Notre défi collectif
L’incidence alarmante de l’insécurité alimentaire aiguë et de la malnutrition expose de manière frappante la fragilité des systèmes alimentaires mondiaux et locaux qui sont soumis à une pression croissante en raison de la fréquence et de la gravité accrues des phénomènes météorologiques extrêmes, de la pandémie de COVID-19, de l’augmentation des conflits et de l’insécurité et de la hausse des prix alimentaires mondiaux. L’interconnexion des facteurs est encore mise à nu par la guerre en cours en Ukraine, qui non seulement compromet la sécurité alimentaire des personnes directement touchées par la guerre, mais aggrave les défis existants auxquels sont confrontés des millions de personnes en situation d’insécurité alimentaire aiguë dans le monde.
Certains pays confrontés à des crises alimentaires sont particulièrement vulnérables aux risques pour les marchés alimentaires créés par la guerre dans la région de la mer Noire, notamment en raison de leur forte dépendance à l’égard des importations de denrées alimentaires, de carburants et d’intrants agricoles et/ou de leur vulnérabilité aux chocs mondiaux des prix alimentaires. Alors que la communauté internationale a lancé des appels en faveur d’une action urgente d’atténuation de la famine, le financement humanitaire et de développement mondial pour les crises alimentaires ne répond pas aux besoins croissants. Alors que le financement de l’aide alimentaire humanitaire est en baisse depuis 2017, le déficit actuel est particulièrement marqué en raison du ralentissement économique induit par la COVID-19 et de la priorité accordée à la réponse de santé publique à la pandémie.
La voie à suivre
La communauté internationale doit anticiper et agir pour atténuer les graves conséquences de ceux qui connaissent déjà les niveaux les plus élevés d’insécurité alimentaire aiguë, ainsi que de ceux qui vivent un stress alimentaire. La situation exige plus que jamais une action à grande échelle pour protéger les vies et les moyens de subsistance et soutenir des systèmes alimentaires et une production durables là où ils sont le plus nécessaires.
Dans les contextes où la disponibilité alimentaire est limitée par la réduction des importations et l’accès à la nourriture restreint par la hausse des prix et la réduction de l’aide alimentaire humanitaire, il est crucial d’aider les agriculteurs à accroître leur productivité et à améliorer leur accès aux marchés, et aux communautés rurales à diversifier leurs moyens de subsistance et à renforcer leur résilience aux chocs.

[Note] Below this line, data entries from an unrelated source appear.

//! Background driver for deferred passes.
//!
//! By default deferred passes wait for the caller to run [`Runtime::flush`].
//! Applications without a natural checkpoint can instead spawn a
//! [`FlushLoop`]: a thread that sleeps on a channel, wakes when the scheduler
//! defers a pass, debounces, and flushes.
//!
//! Computations then execute on the loop thread, which is why computations
//! and results are required to be `Send`.
//!
//! ## Usage
//!
//! ```ignore
//! let runtime = Runtime::new();
//! FlushLoop::new().spawn(&runtime);
//!
//! // Or with custom configuration
//! FlushLoop::new()
//!     .debounce(Duration::from_millis(2))
//!     .max_debounce(Duration::from_millis(10))
//!     .spawn_fn(|f| {
//!         std::thread::Builder::new()
//!             .name("offstage-flush".into())
//!             .spawn(f)
//!             .expect("failed to spawn flush loop")
//!     })
//!     .spawn(&runtime);
//! ```

use std::sync::mpsc::{self, Receiver, RecvTimeoutError, TryRecvError};
use std::thread::{self, JoinHandle};
use std::time::{Duration, Instant};

use tracing::debug;

use crate::runtime::{Runtime, WeakRuntime};

/// Default debounce delay after a deferral notification.
pub const DEFAULT_DEBOUNCE: Duration = Duration::from_millis(1);

/// Upper bound on debouncing under a steady stream of notifications.
pub const DEFAULT_MAX_DEBOUNCE: Duration = Duration::from_millis(8);

type SpawnFn = Box<dyn FnOnce(Box<dyn FnOnce() + Send>) -> JoinHandle<()> + Send>;

/// Builder for the background flush thread.
pub struct FlushLoop {
    debounce: Duration,
    max_debounce: Duration,
    spawn_fn: Option<SpawnFn>,
}

impl Default for FlushLoop {
    fn default() -> Self {
        Self::new()
    }
}

impl FlushLoop {
    /// Defaults:
    /// - `debounce`: 1ms
    /// - `max_debounce`: 8ms
    /// - `spawn_fn`: `std::thread::spawn`
    pub fn new() -> Self {
        Self {
            debounce: DEFAULT_DEBOUNCE,
            max_debounce: DEFAULT_MAX_DEBOUNCE,
            spawn_fn: None,
        }
    }

    /// Quiet period to wait for before flushing; each new notification
    /// restarts it, up to `max_debounce`.
    pub fn debounce(mut self, duration: Duration) -> Self {
        self.debounce = duration;
        self
    }

    /// Longest time a notification may wait for its flush.
    pub fn max_debounce(mut self, duration: Duration) -> Self {
        self.max_debounce = duration;
        self
    }

    /// Custom thread spawning, e.g. to name the thread.
    pub fn spawn_fn<F>(mut self, f: F) -> Self
    where
        F: FnOnce(Box<dyn FnOnce() + Send>) -> JoinHandle<()> + Send + 'static,
    {
        self.spawn_fn = Some(Box::new(f));
        self
    }

    /// Start flushing `runtime`'s deferred passes in the background.
    ///
    /// The loop exits once the runtime is dropped. Spawning a second loop for
    /// the same runtime replaces the first one's notifications.
    pub fn spawn(self, runtime: &Runtime) -> JoinHandle<()> {
        let (tx, rx) = mpsc::channel::<()>();
        if runtime.is_flush_scheduled() {
            // Deferred before the loop existed; nobody was told
            let _ = tx.send(());
        }
        runtime.scheduler().set_notifier(tx);

        let weak = runtime.downgrade();
        let debounce = self.debounce;
        let max_debounce = self.max_debounce;
        let loop_fn: Box<dyn FnOnce() + Send> = Box::new(move || {
            flush_loop(rx, weak, debounce, max_debounce);
        });

        match self.spawn_fn {
            Some(spawn_fn) => spawn_fn(loop_fn),
            None => thread::spawn(loop_fn),
        }
    }
}

fn flush_loop(rx: Receiver<()>, runtime: WeakRuntime, debounce: Duration, max_debounce: Duration) {
    loop {
        if rx.recv().is_err() {
            break;
        }

        let debounce_start = Instant::now();
        loop {
            let elapsed = debounce_start.elapsed();
            if elapsed >= max_debounce {
                break;
            }
            match rx.recv_timeout(debounce.min(max_debounce - elapsed)) {
                Ok(()) => {}
                Err(RecvTimeoutError::Timeout) => break,
                Err(RecvTimeoutError::Disconnected) => return,
            }
        }

        loop {
            match rx.try_recv() {
                Ok(()) => continue,
                Err(TryRecvError::Empty) => break,
                Err(TryRecvError::Disconnected) => return,
            }
        }

        let Some(runtime) = runtime.upgrade() else {
            break;
        };
        // An open transaction flushes when it closes
        if !runtime.scheduler().is_held() && runtime.flush() {
            debug!("flush loop ran deferred pass");
        }
    }
    debug!("flush loop stopped");
}

#[cfg(test)]
mod tests {
    use super::*;
    use std::sync::Arc;
    use std::sync::atomic::{AtomicBool, Ordering};

    #[test]
    fn loop_stops_when_runtime_is_dropped() {
        let runtime = Runtime::new();
        let handle = FlushLoop::new().spawn(&runtime);

        drop(runtime);
        assert!(handle.join().is_ok());
    }

    #[test]
    fn custom_spawn_fn_is_used() {
        let spawned = Arc::new(AtomicBool::new(false));
        let runtime = Runtime::new();

        let spawned_clone = spawned.clone();
        let handle = FlushLoop::new()
            .debounce(Duration::from_millis(2))
            .max_debounce(Duration::from_millis(4))
            .spawn_fn(move |f| {
                spawned_clone.store(true, Ordering::Relaxed);
                thread::Builder::new()
                    .name("offstage-flush".into())
                    .spawn(f)
                    .expect("failed to spawn flush loop")
            })
            .spawn(&runtime);

        assert!(spawned.load(Ordering::Relaxed));
        drop(runtime);
        assert!(handle.join().is_ok());
    }
}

La communauté internationale doit mobiliser les investissements et la volonté politique nécessaires pour s’attaquer collectivement aux causes et aux conséquences de l’escalade des crises alimentaires dans toutes les perspectives humanitaires, de développement et de paix. L’urgence de le faire continuera probablement de croître dans les mois et les années à venir, sous l’effet direct et indirect de la guerre en Ukraine.
Le GRFC est un guide puissant pour les décideurs de la communauté internationale. Bien que ce rapport démontre que la qualité globale des données s’est améliorée, des travaux supplémentaires sont nécessaires pour améliorer la couverture, la qualité et l’actualité de la collecte et de l’analyse des données. Des données et des informations de haute qualité et opportunes sur la sécurité alimentaire et la nutrition sont essentielles pour assurer une analyse de la situation qui identifie non seulement les résultats, mais aussi les principaux facteurs de la faim, pour une réponse ciblée et intégrée.